The output rate may be optional and is not present in all applications. It is usually levied on the amount redeemed when the quota holder sells his shares before the liquidity term stipulated in the fund’s regulations. You need to read the fund’s information material to understand if this rate is applicable for each situation.

IOF

The Financial Transactions Tax (IOF) only applies to redemptions made in less than 30 days. It is calculated on the return on the amount invested in this range and can range from 96% to 0%, depending on the number of days elapsed since application.

Like any other type of financial investment, mutual funds have risks, and they vary according to the aggressiveness of each modality. There is a simple rule: The bolder the fund is, seeking significant gains, the greater the risk that the investment will go wrong and the end result will be negative.

This is a financial market trend:

  • Small Risk, Small But Safe Earnings
  • High risk, high gain, but uncertain.

To evaluate the best investment for your profile, it is important to know the types of risks involved in the process.

Credit risk

Credit risk is related to the possible non-payment of income by the issuer of an asset. That is the institution behind the investment defaults and does not pay investors. Take for example a fund that has Treasury Direct securities. Who issues the bonds is the government. Therefore, as the chance of the country breaking down is small, the credit risk is low.

Strategy Risk

Strategy risk is related to the likelihood that the fund manager will not succeed in the strategy used to make the investments. As the expert said, this risk is greater for equity funds, for example, whose income is variable.

What are the advantages of investing?

There are a number of advantages of investing in an investment fund.

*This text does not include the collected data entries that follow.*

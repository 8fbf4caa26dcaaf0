//! Session lifecycle for the client.
//!
//! The store owns the single answer to "who is signed in". It restores a
//! persisted session at startup, commits logins and registrations, and
//! tears everything down on logout. All transitions happen under one lock,
//! which is never held across an await.

use std::path::PathBuf;
use std::sync::{Arc, Mutex, MutexGuard};

use serde::{Deserialize, Serialize};

use crate::client::{AuthSession, ResourceClient};
use crate::errors::ApiError;
use crate::models::{Credentials, Principal, RegisterRequest};

/// Where the session lifecycle currently stands.
#[derive(Debug, Clone)]
pub enum SessionStatus {
    /// Startup restore has not resolved yet
    Restoring,
    /// Nobody is signed in
    Anonymous,
    /// A hospital account is signed in
    Authenticated(Principal),
}

/// Session record persisted across restarts.
#[derive(Debug, Clone, Serialize, Deserialize)]
#[serde(rename_all = "camelCase")]
pub(crate) struct StoredSession {
    pub principal: Principal,
    pub token: String,
}

struct SessionState {
    status: SessionStatus,
    /// Bumped by every logout. A login commits only if the epoch it started
    /// under is still current, so a logout always beats an in-flight login.
    epoch: u64,
}

/// Single source of truth for the authenticated principal.
pub struct SessionStore {
    client: Arc<ResourceClient>,
    session_path: PathBuf,
    state: Mutex<SessionState>,
}

impl SessionStore {
    pub fn new(client: Arc<ResourceClient>, session_path: PathBuf) -> Self {
        Self {
            client,
            session_path,
            state: Mutex::new(SessionState {
                status: SessionStatus::Restoring,
                epoch: 0,
            }),
        }
    }

    fn lock(&self) -> MutexGuard<'_, SessionState> {
        self.state.lock().expect("session state lock poisoned")
    }

    /// Current lifecycle status.
    pub fn status(&self) -> SessionStatus {
        self.lock().status.clone()
    }

    /// The signed-in principal, if any.
    pub fn current(&self) -> Option<Principal> {
        match &self.lock().status {
            SessionStatus::Authenticated(principal) => Some(principal.clone()),
            _ => None,
        }
    }

    pub fn is_authenticated(&self) -> bool {
        matches!(self.lock().status, SessionStatus::Authenticated(_))
    }

    /// Resolve the startup state from the persisted session, if one exists.
    ///
    /// Never fails: a missing, unreadable, or malformed session file just
    /// resolves to signed out. Does nothing if a login or logout already
    /// settled the session in the meantime.
    pub async fn restore(&self) -> Option<Principal> {
        let restored: Option<StoredSession> = match tokio::fs::read(&self.session_path).await {
            Ok(bytes) => match serde_json::from_slice(&bytes) {
                Ok(session) => Some(session),
                Err(err) => {
                    tracing::warn!("Session file is malformed, starting signed out: {}", err);
                    None
                }
            },
            Err(err) if err.kind() == std::io::ErrorKind::NotFound => None,
            Err(err) => {
                tracing::warn!("Could not read session file, starting signed out: {}", err);
                None
            }
        };

        let mut state = self.lock();
        if !matches!(state.status, SessionStatus::Restoring) {
            return None;
        }
        match restored {
            Some(session) => {
                self.client.set_session_token(Some(session.token));
                state.status = SessionStatus::Authenticated(session.principal.clone());
                tracing::info!("Restored session for {}", session.principal.display_name);
                Some(session.principal)
            }
            None => {
                state.status = SessionStatus::Anonymous;
                None
            }
        }
    }

    /// Sign in with credentials.
    ///
    /// On rejected credentials the session stays exactly as it was and no
    /// storage write happens. A logout issued while this call is in flight
    /// wins: the login result is discarded and an authentication error is
    /// returned.
    pub async fn login(&self, credentials: &Credentials) -> Result<Principal, ApiError> {
        let epoch = self.lock().epoch;
        let auth = self.client.authenticate(credentials).await?;
        let Some(auth) = auth else {
            tracing::debug!("Login rejected for {}", credentials.username);
            return Err(ApiError::AuthenticationFailed(
                "invalid username or password".to_string(),
            ));
        };
        self.commit(auth, epoch).await
    }

    /// Create an account and sign it in, with the same commit rules as
    /// [`login`](Self::login).
    pub async fn register(&self, request: &RegisterRequest) -> Result<Principal, ApiError> {
        let epoch = self.lock().epoch;
        let auth = self.client.register(request).await?;
        self.commit(auth, epoch).await
    }

    /// Sign out. Local state is cleared first; the backend call afterwards
    /// is best effort. Idempotent: signing out while signed out is a no-op.
    pub async fn logout(&self) {
        let had_session = {
            let mut state = self.lock();
            state.epoch += 1;
            let had_session = matches!(state.status, SessionStatus::Authenticated(_));
            state.status = SessionStatus::Anonymous;
            had_session
        };
        self.remove_session_file().await;
        if !had_session {
            return;
        }
        match self.client.end_session().await {
            Ok(()) => tracing::info!("Signed out"),
            Err(err) => {
                tracing::warn!("Backend logout failed, local session already cleared: {}", err)
            }
        }
    }

    /// Make an authentication result the active session, unless a logout
    /// has intervened since `epoch` was read.
    async fn commit(&self, auth: AuthSession, epoch: u64) -> Result<Principal, ApiError> {
        let record = StoredSession {
            principal: auth.principal.clone(),
            token: auth.token.clone(),
        };
        let persist_error = self.persist(&record).await.err();

        let committed = {
            let mut state = self.lock();
            if state.epoch != epoch {
                false
            } else {
                state.status = SessionStatus::Authenticated(auth.principal.clone());
                self.client.set_session_token(Some(auth.token));
                true
            }
        };

        if !committed {
            // A logout raced this login and wins; take back the file write.
            self.remove_session_file().await;
            tracing::debug!("Login superseded by logout, discarding session");
            return Err(ApiError::AuthenticationFailed(
                "signed out before login completed".to_string(),
            ));
        }

        if let Some(err) = persist_error {
            tracing::warn!(
                "Failed to persist session, it will not survive a restart: {}",
                err
            );
        }
        tracing::info!("Signed in as {}", auth.principal.display_name);
        Ok(auth.principal)
    }

    async fn persist(&self, record: &StoredSession) -> std::io::Result<()> {
        if let Some(parent) = self.session_path.parent() {
            tokio::fs::create_dir_all(parent).await?;
        }
        let bytes = serde_json::to_vec_pretty(record)
            .map_err(|err| std::io::Error::new(std::io::ErrorKind::InvalidData, err))?;
        tokio::fs::write(&self.session_path, bytes).await
    }

    async fn remove_session_file(&self) {
        if let Err(err) = tokio::fs::remove_file(&self.session_path).await {
            if err.kind() != std::io::ErrorKind::NotFound {
                tracing::warn!("Failed to remove session file: {}", err);
            }
        }
    }
}
//! Error handling module for the DataRepo client.
//!
//! Provides the centralized error type plus the mapping from backend HTTP
//! responses into it. Everything above the transport layer deals in
//! [`ApiError`]; raw status codes and response bodies never escape.

use reqwest::StatusCode;

/// Error codes as constants to avoid stringly-typed errors.
#[allow(dead_code)]
pub mod codes {
    pub const AUTHENTICATION_FAILED: &str = "AUTHENTICATION_FAILED";
    pub const NOT_FOUND: &str = "NOT_FOUND";
    pub const VALIDATION_FAILED: &str = "VALIDATION_FAILED";
    pub const PERMISSION_DENIED: &str = "PERMISSION_DENIED";
    pub const TRANSPORT_FAILURE: &str = "TRANSPORT_FAILURE";
}

/// Client-facing error type.
#[derive(Debug, Clone)]
pub enum ApiError {
    /// Credentials rejected or no valid session for a protected call
    AuthenticationFailed(String),
    /// Resource absent, or hidden from this principal
    NotFound(String),
    /// Input rejected, locally or by the backend
    Validation {
        /// Offending form field, when the failure can be pinned to one.
        field: Option<String>,
        message: String,
    },
    /// Authenticated but not allowed to perform the operation
    PermissionDenied(String),
    /// Network failure, timeout, or a response outside the backend contract
    Transport(String),
}

impl ApiError {
    /// Get the error code for this error.
    pub fn error_code(&self) -> &'static str {
        match self {
            ApiError::AuthenticationFailed(_) => codes::AUTHENTICATION_FAILED,
            ApiError::NotFound(_) => codes::NOT_FOUND,
            ApiError::Validation { .. } => codes::VALIDATION_FAILED,
            ApiError::PermissionDenied(_) => codes::PERMISSION_DENIED,
            ApiError::Transport(_) => codes::TRANSPORT_FAILURE,
        }
    }

    /// Get the error message.
    pub fn message(&self) -> String {
        match self {
            ApiError::AuthenticationFailed(msg) => msg.clone(),
            ApiError::NotFound(msg) => msg.clone(),
            ApiError::Validation {
                field: Some(field),
                message,
            } => format!("{field}: {message}"),
            ApiError::Validation {
                field: None,
                message,
            } => message.clone(),
            ApiError::PermissionDenied(msg) => msg.clone(),
            ApiError::Transport(msg) => msg.clone(),
        }
    }

    /// Whether retrying the same call later could plausibly succeed.
    pub fn is_retryable(&self) -> bool {
        matches!(self, ApiError::Transport(_))
    }

    /// Map a non-success backend response into an [`ApiError`], consuming
    /// the body.
    pub(crate) async fn from_response(response: reqwest::Response) -> ApiError {
        let status = response.status();
        let body = response.text().await.unwrap_or_default();
        Self::from_status(status, &body)
    }

    /// Map a status code and raw body into an [`ApiError`].
    ///
    /// Understands the backend's two error body shapes: `{"detail": "..."}`
    /// and the per-field map `{"field": ["msg", ...]}`.
    pub(crate) fn from_status(status: StatusCode, body: &str) -> ApiError {
        let (field, message) = parse_error_body(body);
        match status {
            StatusCode::BAD_REQUEST => ApiError::Validation {
                field,
                message: message.unwrap_or_else(|| "invalid request".to_string()),
            },
            StatusCode::UNAUTHORIZED => ApiError::AuthenticationFailed(
                message.unwrap_or_else(|| "authentication required".to_string()),
            ),
            StatusCode::FORBIDDEN => {
                let message =
                    message.unwrap_or_else(|| "permission denied".to_string());
                // Some backend builds report a missing session as 403 rather
                // than 401. Normalize so callers see one authentication kind.
                if message.to_lowercase().contains("credentials were not provided") {
                    ApiError::AuthenticationFailed(message)
                } else {
                    ApiError::PermissionDenied(message)
                }
            }
            StatusCode::NOT_FOUND => {
                ApiError::NotFound(message.unwrap_or_else(|| "not found".to_string()))
            }
            other => {
                tracing::warn!("Unexpected backend response: {} {:?}", other, message);
                match message {
                    Some(msg) => ApiError::Transport(format!("server returned {other}: {msg}")),
                    None => ApiError::Transport(format!("server returned {other}")),
                }
            }
        }
    }
}

impl std::fmt::Display for ApiError {
    fn fmt(&self, f: &mut std::fmt::Formatter<'_>) -> std::fmt::Result {
        write!(f, "{}: {}", self.error_code(), self.message())
    }
}

impl std::error::Error for ApiError {}

impl From<reqwest::Error> for ApiError {
    fn from(err: reqwest::Error) -> Self {
        tracing::warn!("HTTP transport error: {:?}", err);
        let detail = if err.is_timeout() {
            "request timed out".to_string()
        } else if err.is_connect() {
            "could not reach the server".to_string()
        } else {
            format!("request failed: {err}")
        };
        ApiError::Transport(detail)
    }
}

/// Extract `(field, message)` from an error body, tolerating anything the
/// backend might send. Non-JSON bodies yield `(None, None)`.
fn parse_error_body(body: &str) -> (Option<String>, Option<String>) {
    let Ok(value) = serde_json::from_str::<serde_json::Value>(body) else {
        return (None, None);
    };
    let Some(object) = value.as_object() else {
        return (None, None);
    };
    if let Some(detail) = object.get("detail").and_then(|v| v.as_str()) {
        return (None, Some(detail.to_string()));
    }
    if let Some(message) = object.get("message").and_then(|v| v.as_str()) {
        return (None, Some(message.to_string()));
    }
    // Per-field validation map; take the first reported field.
    for (field, messages) in object {
        if let Some(first) = messages
            .as_array()
            .and_then(|msgs| msgs.first())
            .and_then(|m| m.as_str())
        {
            return (Some(field.clone()), Some(first.to_string()));
        }
    }
    (None, None)
}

The first of these is professional management, as your money will be operated by financial market experts. The second is related to the first and has to do with convenience. That is, you don’t have to do the hard work of researching the most profitable alternatives and analyzing the financial market. The managers do it for you.

Another advantage related to mutual funds is diversification.

Through them, you can invest in multiple markets at once and thus increase your chances of earning while protecting your money against one-time fluctuations of one modality. There are also tax-related advantages, as tax is withheld from the source and you don’t have to worry about declaring it. You can also cite the issue of transparency because you know exactly where you are investing and by what criteria the money will be operated.